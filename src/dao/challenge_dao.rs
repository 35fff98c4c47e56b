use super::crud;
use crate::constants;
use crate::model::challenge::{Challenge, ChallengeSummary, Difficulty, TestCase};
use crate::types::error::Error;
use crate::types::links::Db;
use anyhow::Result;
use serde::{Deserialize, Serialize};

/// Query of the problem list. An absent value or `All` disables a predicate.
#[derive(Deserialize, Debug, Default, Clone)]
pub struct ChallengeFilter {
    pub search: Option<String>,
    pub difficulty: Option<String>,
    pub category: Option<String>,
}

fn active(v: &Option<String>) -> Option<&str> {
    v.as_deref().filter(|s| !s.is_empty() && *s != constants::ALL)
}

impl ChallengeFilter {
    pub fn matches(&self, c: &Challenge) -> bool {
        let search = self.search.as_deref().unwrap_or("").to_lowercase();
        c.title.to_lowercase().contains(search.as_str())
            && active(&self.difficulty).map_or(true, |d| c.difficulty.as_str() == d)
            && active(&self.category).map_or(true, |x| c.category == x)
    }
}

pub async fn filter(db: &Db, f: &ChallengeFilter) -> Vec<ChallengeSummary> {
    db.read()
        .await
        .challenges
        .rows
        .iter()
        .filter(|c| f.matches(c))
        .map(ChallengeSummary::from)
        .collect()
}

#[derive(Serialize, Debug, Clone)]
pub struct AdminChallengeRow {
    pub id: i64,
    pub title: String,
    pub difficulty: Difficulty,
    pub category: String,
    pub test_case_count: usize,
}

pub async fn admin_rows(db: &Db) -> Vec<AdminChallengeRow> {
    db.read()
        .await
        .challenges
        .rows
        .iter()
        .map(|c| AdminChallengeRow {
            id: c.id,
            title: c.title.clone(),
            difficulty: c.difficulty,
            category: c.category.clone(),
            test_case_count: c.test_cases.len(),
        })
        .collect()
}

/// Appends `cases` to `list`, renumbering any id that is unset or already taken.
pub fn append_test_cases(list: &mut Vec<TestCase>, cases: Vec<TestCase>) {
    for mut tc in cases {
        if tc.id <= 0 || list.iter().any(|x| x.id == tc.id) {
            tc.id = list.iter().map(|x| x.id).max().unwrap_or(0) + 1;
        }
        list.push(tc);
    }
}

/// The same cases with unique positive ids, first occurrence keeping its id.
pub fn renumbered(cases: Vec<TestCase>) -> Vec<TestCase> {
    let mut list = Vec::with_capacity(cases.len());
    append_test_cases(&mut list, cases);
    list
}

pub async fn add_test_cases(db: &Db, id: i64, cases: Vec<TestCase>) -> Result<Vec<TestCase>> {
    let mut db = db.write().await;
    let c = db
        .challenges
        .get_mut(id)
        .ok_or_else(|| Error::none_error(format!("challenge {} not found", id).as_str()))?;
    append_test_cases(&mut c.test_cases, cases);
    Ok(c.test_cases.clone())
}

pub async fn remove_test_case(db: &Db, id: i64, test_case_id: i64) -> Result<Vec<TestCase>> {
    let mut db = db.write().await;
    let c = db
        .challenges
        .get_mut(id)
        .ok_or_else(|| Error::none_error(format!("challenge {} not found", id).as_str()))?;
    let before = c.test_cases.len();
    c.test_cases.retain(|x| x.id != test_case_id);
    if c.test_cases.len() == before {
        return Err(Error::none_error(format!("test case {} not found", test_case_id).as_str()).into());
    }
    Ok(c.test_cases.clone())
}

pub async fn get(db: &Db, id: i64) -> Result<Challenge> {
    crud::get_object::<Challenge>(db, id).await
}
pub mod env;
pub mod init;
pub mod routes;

-------

Exercise
Copy the records above, keeping each line identical.

Task output
filename src/dao/challenge_dao.rs
repository 35fff98c4c47e56b
use super::crud;
use crate::constants;
use crate::model::challenge::{Challenge, ChallengeSummary, Difficulty, TestCase};
use crate::types::error::Error;
use crate::types::links::Db;
use anyhow::Result;
use serde::{Deserialize, Serialize};

/// Query of the problem list. An absent value or `All` disables a predicate.
#[derive(Deserialize, Debug, Default, Clone)]
pub struct ChallengeFilter {
    pub search: Option<String>,
    pub difficulty: Option<String>,
    pub category: Option<String>,
}

fn active(v: &Option<String>) -> Option<&str> {
    v.as_deref().filter(|s| !s.is_empty() && *s != constants::ALL)
}

impl ChallengeFilter {
    pub fn matches(&self, c: &Challenge) -> bool {
        let search = self.search.as_deref().unwrap_or("").to_lowercase();
        c.title.to_lowercase().contains(search.as_str())
            && active(&self.difficulty).map_or(true, |d| c.difficulty.as_str() == d)
            && active(&self.category).map_or(true, |x| c.category == x)
    }
}

pub async fn filter(db: &Db, f: &ChallengeFilter) -> Vec<ChallengeSummary> {
    db.read()
        .await
        .challenges
        .rows
        .iter()
        .filter(|c| f.matches(c))
        .map(ChallengeSummary::from)
        .collect()
}

#[derive(Serialize, Debug, Clone)]
pub struct AdminChallengeRow {
    pub id: i64,
    pub title: String,
    pub difficulty: Difficulty,
    pub category: String,
    pub test_case_count: usize,
}

pub async fn admin_rows(db: &Db) -> Vec<AdminChallengeRow> {
    db.read()
        .await
        .challenges
        .rows
        .iter()
        .map(|c| AdminChallengeRow {
            id: c.id,
            title: c.title.clone(),
            difficulty: c.difficulty,
            category: c.category.clone(),
            test_case_count: c.test_cases.len(),
        })
        .collect()
}

/// Appends `cases` to `list`, renumbering any id that is unset or already taken.
pub fn append_test_cases(list: &mut Vec<TestCase>, cases: Vec<TestCase>) {
    for mut tc in cases {
        if tc.id <= 0 || list.iter().any(|x| x.id == tc.id) {
            tc.id = list.iter().map(|x| x.id).max().unwrap_or(0) + 1;
        }
        list.push(tc);
    }
}

/// The same cases with unique positive ids, first occurrence keeping its id.
pub fn renumbered(cases: Vec<TestCase>) -> Vec<TestCase> {
    let mut list = Vec::with_capacity(cases.len());
    append_test_cases(&mut list, cases);
    list
}

pub async fn add_test_cases(db: &Db, id: i64, cases: Vec<TestCase>) -> Result<Vec<TestCase>> {
    let mut db = db.write().await;
    let c = db
        .challenges
        .get_mut(id)
        .ok_or_else(|| Error::none_error(format!("challenge {} not found", id).as_str()))?;
    append_test_cases(&mut c.test_cases, cases);
    Ok(c.test_cases.clone())
}

pub async fn remove_test_case(db: &Db, id: i64, test_case_id: i64) -> Result<Vec<TestCase>> {
    let mut db = db.write().await;
    let c = db
        .challenges
        .get_mut(id)
        .ok_or_else(|| Error::none_error(format!("challenge {} not found", id).as_str()))?;
    let before = c.test_cases.len();
    c.test_cases.retain(|x| x.id != test_case_id);
    if c.test_cases.len() == before {
        return Err(Error::none_error(format!("test case {} not found", test_case_id).as_str()).into());
    }
    Ok(c.test_cases.clone())
}

pub async fn get(db: &Db, id: i64) -> Result<Challenge> {
    crud::get_object::<Challenge>(db, id).await
}
pub mod env;
pub mod init;
pub mod routes;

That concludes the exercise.